** Activity **
Could you filter the records below and return each line that holds "sqlx"?

** Source data **
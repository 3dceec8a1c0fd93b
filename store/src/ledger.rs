//! C11 persistence: the append-only `droplet_ledger` and the derived
//! `leaderboard` rollup. A ledger row is keyed on (address, snapshot_date),
//! so re-running a snapshot date is idempotent (§8).

use crate::codec::{addr_from_db, addr_to_db};
use crate::db::Db;
use droplets_common::error::StoreError;
use droplets_common::model::{DropletLedgerEntry, LeaderboardEntry};
use droplets_common::Amount;
use chrono::NaiveDate;
use ethers::types::{Address, U256};
use sqlx::Postgres;

pub async fn insert_entry(db: &Db, entry: &DropletLedgerEntry) -> Result<(), StoreError> {
    let mut tx = db.pool.begin().await?;
    insert_entry_tx(&mut tx, entry).await?;
    tx.commit().await?;
    Ok(())
}

/// Transaction-scoped twin of [`insert_entry`]; the daily snapshot engine
/// writes every address's ledger row and leaderboard update for a date in
/// one commit (§4.8 atomicity).
pub async fn insert_entry_tx(
    tx: &mut sqlx::Transaction<'_, Postgres>,
    entry: &DropletLedgerEntry,
) -> Result<(), StoreError> {
    sqlx::query(
        "insert into droplet_ledger (address, snapshot_date, amount, reason) values ($1, $2, $3, $4) \
         on conflict (address, snapshot_date) do nothing",
    )
    .bind(addr_to_db(&entry.address))
    .bind(entry.snapshot_date)
    .bind(entry.amount.0.to_string())
    .bind(&entry.reason)
    .execute(&mut **tx)
    .await?;
    Ok(())
}

/// Folds the day's ledger entry into the running leaderboard total. Called
/// once per address immediately after `insert_entry` succeeds.
pub async fn apply_to_leaderboard(
    db: &Db,
    address: Address,
    snapshot_date: NaiveDate,
    amount: &Amount,
    daily_usd: &Amount,
) -> Result<(), StoreError> {
    let mut tx = db.pool.begin().await?;
    apply_to_leaderboard_tx(&mut tx, address, snapshot_date, amount, daily_usd).await?;
    tx.commit().await?;
    Ok(())
}

/// Transaction-scoped twin of [`apply_to_leaderboard`] (§4.8, §4.9: the
/// leaderboard rollup updates inside the same transaction as the ledger
/// write it derives from).
pub async fn apply_to_leaderboard_tx(
    tx: &mut sqlx::Transaction<'_, Postgres>,
    address: Address,
    snapshot_date: NaiveDate,
    amount: &Amount,
    daily_usd: &Amount,
) -> Result<(), StoreError> {
    sqlx::query(
        "insert into leaderboard (address, total_droplets, days_participated, last_snapshot_date, average_daily_usd) \
         values ($1, $2, 1, $3, $4) \
         on conflict (address) do update set \
           total_droplets = leaderboard.total_droplets + excluded.total_droplets, \
           days_participated = leaderboard.days_participated + 1, \
           last_snapshot_date = excluded.last_snapshot_date, \
           average_daily_usd = ((leaderboard.average_daily_usd * leaderboard.days_participated) + excluded.average_daily_usd) \
             / (leaderboard.days_participated + 1)",
    )
    .bind(addr_to_db(&address))
    .bind(amount.0.to_string())
    .bind(snapshot_date)
    .bind(daily_usd.0.to_string())
    .execute(&mut **tx)
    .await?;
    Ok(())
}

type LedgerRow = (String, NaiveDate, String, String);

fn row_to_entry(row: LedgerRow) -> Result<DropletLedgerEntry, StoreError> {
    let (address, snapshot_date, amount, reason) = row;
    Ok(DropletLedgerEntry {
        address: addr_from_db(&address)?,
        snapshot_date,
        amount: parse_amount(&amount)?,
        reason,
    })
}

fn parse_amount(s: &str) -> Result<Amount, StoreError> {
    U256::from_dec_str(s)
        .map(Amount)
        .map_err(|_| StoreError::Invariant(format!("bad amount in db: {s}")))
}

pub async fn for_address(db: &Db, address: Address) -> Result<Vec<DropletLedgerEntry>, StoreError> {
    let rows = sqlx::query_as::<Postgres, LedgerRow>(
        "select address, snapshot_date, amount, reason from droplet_ledger \
         where address = $1 order by snapshot_date asc",
    )
    .bind(addr_to_db(&address))
    .fetch_all(&db.pool)
    .await?;
    rows.into_iter().map(row_to_entry).collect()
}

pub async fn entry_exists(db: &Db, address: Address, snapshot_date: NaiveDate) -> Result<bool, StoreError> {
    let row: Option<(i32,)> = sqlx::query_as(
        "select 1 from droplet_ledger where address = $1 and snapshot_date = $2",
    )
    .bind(addr_to_db(&address))
    .bind(snapshot_date)
    .fetch_optional(&db.pool)
    .await?;
    Ok(row.is_some())
}

type LeaderboardRow = (String, String, i64, Option<NaiveDate>, String);

fn row_to_leaderboard(row: LeaderboardRow) -> Result<LeaderboardEntry, StoreError> {
    let (address, total_droplets, days_participated, last_snapshot_date, average_daily_usd) = row;
    Ok(LeaderboardEntry {
        address: addr_from_db(&address)?,
        total_droplets: parse_amount(&total_droplets)?,
        days_participated: days_participated as u64,
        last_snapshot_date,
        average_daily_usd: parse_amount(&average_daily_usd)?,
    })
}

pub async fn top_n(db: &Db, n: i64) -> Result<Vec<LeaderboardEntry>, StoreError> {
    let rows = sqlx::query_as::<Postgres, LeaderboardRow>(
        "select address, total_droplets, days_participated, last_snapshot_date, average_daily_usd \
         from leaderboard order by total_droplets desc limit $1",
    )
    .bind(n)
    .fetch_all(&db.pool)
    .await?;
    rows.into_iter().map(row_to_leaderboard).collect()
}

pub async fn get(db: &Db, address: Address) -> Result<Option<LeaderboardEntry>, StoreError> {
    let row = sqlx::query_as::<Postgres, LeaderboardRow>(
        "select address, total_droplets, days_participated, last_snapshot_date, average_daily_usd \
         from leaderboard where address = $1",
    )
    .bind(addr_to_db(&address))
    .fetch_optional(&db.pool)
    .await?;
    row.map(row_to_leaderboard).transpose()
}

** Answer section **
use sqlx::Postgres;
    tx: &mut sqlx::Transaction<'_, Postgres>,
    sqlx::query(
    tx: &mut sqlx::Transaction<'_, Postgres>,
    sqlx::query(
    let rows = sqlx::query_as::<Postgres, LedgerRow>(
    let row: Option<(i32,)> = sqlx::query_as(
    let rows = sqlx::query_as::<Postgres, LeaderboardRow>(
    let row = sqlx::query_as::<Postgres, LeaderboardRow>(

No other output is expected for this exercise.